México se mantiene como el segundo mercado de blindaje automotriz más importante del mundo, blindando cerca de 4 mil vehículos al año. Sin embargo, este crecimiento ha impulsado la proliferación de talleres informales que ponen en riesgo la seguridad de los usuarios.
Según estimaciones del CNB, entre 50% y 60% de las empresas del sector operan fuera del marco normativo, utilizando procesos deficientes y materiales de baja calidad.

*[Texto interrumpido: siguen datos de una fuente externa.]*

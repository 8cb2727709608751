//! Pagination controls for the listing.

use iced::widget::{Space, button, container, row, text};
use iced::{Alignment, Border, Element, Theme};
use iced_fonts::lucide;

use estate_core::PageItem;
use estate_core::listing::{page_items, range_label};
use estate_model::PaginatedResult;

use crate::theme::{
    BORDER_RADIUS_SM, EstateColors, SPACING_SM, SPACING_XS, button_ghost, button_page,
};

// =============================================================================
// PAGINATION CONTROLS
// =============================================================================

/// Previous/next buttons, numbered pages, and a range summary.
///
/// Returns `None` when everything fits on one page.
pub fn pagination<'a, M: Clone + 'a>(
    page: &PaginatedResult,
    on_select: impl Fn(u32) -> M,
) -> Option<Element<'a, M>> {
    if page.total_pages <= 1 {
        return None;
    }

    let current = page.page;

    let prev_button = button(lucide::chevron_left().size(14))
        .on_press_maybe(
            page.has_previous_page
                .then(|| on_select(current.saturating_sub(1))),
        )
        .padding([6.0, 8.0])
        .style(button_ghost);

    let next_button = button(lucide::chevron_right().size(14))
        .on_press_maybe(page.has_next_page.then(|| on_select(current + 1)))
        .padding([6.0, 8.0])
        .style(button_ghost);

    let pages = page_items(current, page.total_pages)
        .into_iter()
        .map(|item| -> Element<'a, M> {
            match item {
                PageItem::Page(number) => button(text(number.to_string()).size(13))
                    .on_press(on_select(number))
                    .padding([6.0, 10.0])
                    .style(button_page(number == current))
                    .into(),
                PageItem::Ellipsis => container(text("...").size(13).style(|theme: &Theme| {
                    text::Style {
                        color: Some(theme.estate().text_muted),
                    }
                }))
                .padding([6.0, 4.0])
                .into(),
            }
        });

    let summary = container(text(range_label(page)).size(12).style(|theme: &Theme| {
        text::Style {
            color: Some(theme.estate().text_secondary),
        }
    }))
    .padding([6.0, 12.0])
    .style(|theme: &Theme| {
        let colors = theme.estate();
        container::Style {
            background: Some(colors.background_elevated.into()),
            border: Border {
                color: colors.border_default,
                width: 1.0,
                radius: BORDER_RADIUS_SM.into(),
            },
            ..Default::default()
        }
    });

    Some(
        row![
            prev_button,
            row(pages).spacing(SPACING_XS).align_y(Alignment::Center),
            next_button,
            Space::new().width(SPACING_SM),
            summary,
        ]
        .spacing(SPACING_XS)
        .align_y(Alignment::Center)
        .into(),
    )
}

Especialistas como Tufic Yusef Jacobo (delegado de la Comisión de Blindaje Automotriz) señalan que el blindaje es un proceso de ingeniería de alta precisión: un solo error en soldaduras, traslapes o distribución de peso crea puntos vulnerables letales. Por su parte, Eduardo Beltrán (presidente de la Comisión de Comunicación del CNB) advierte que estas fallas suelen ser invisibles a simple vista, generando una falsa sensación de seguridad.
Riesgos principales de un mal blindaje:
- Pérdida de continuidad balística y menor resistencia a impactos.
- Desgaste acelerado de suspensión, frenos y dirección por mala distribución de peso.
- Deformaciones estructurales y fallas en mecanismos de cierre.
Recomendaciones del CNB:
- Verificar autorizaciones: Asegurar que la empresa cuente con permisos vigentes.
- Exigir trazabilidad: Solicitar pruebas balísticas y fichas técnicas de los materiales.
- Garantizar especialización: Comprobar que los trabajos sean realizados por técnicos calificados.
En balística, la apariencia de un vehículo no garantiza su protección; la calidad y la ingeniería deben trabajar como un solo sistema para salvaguardar la vida de sus ocupantes.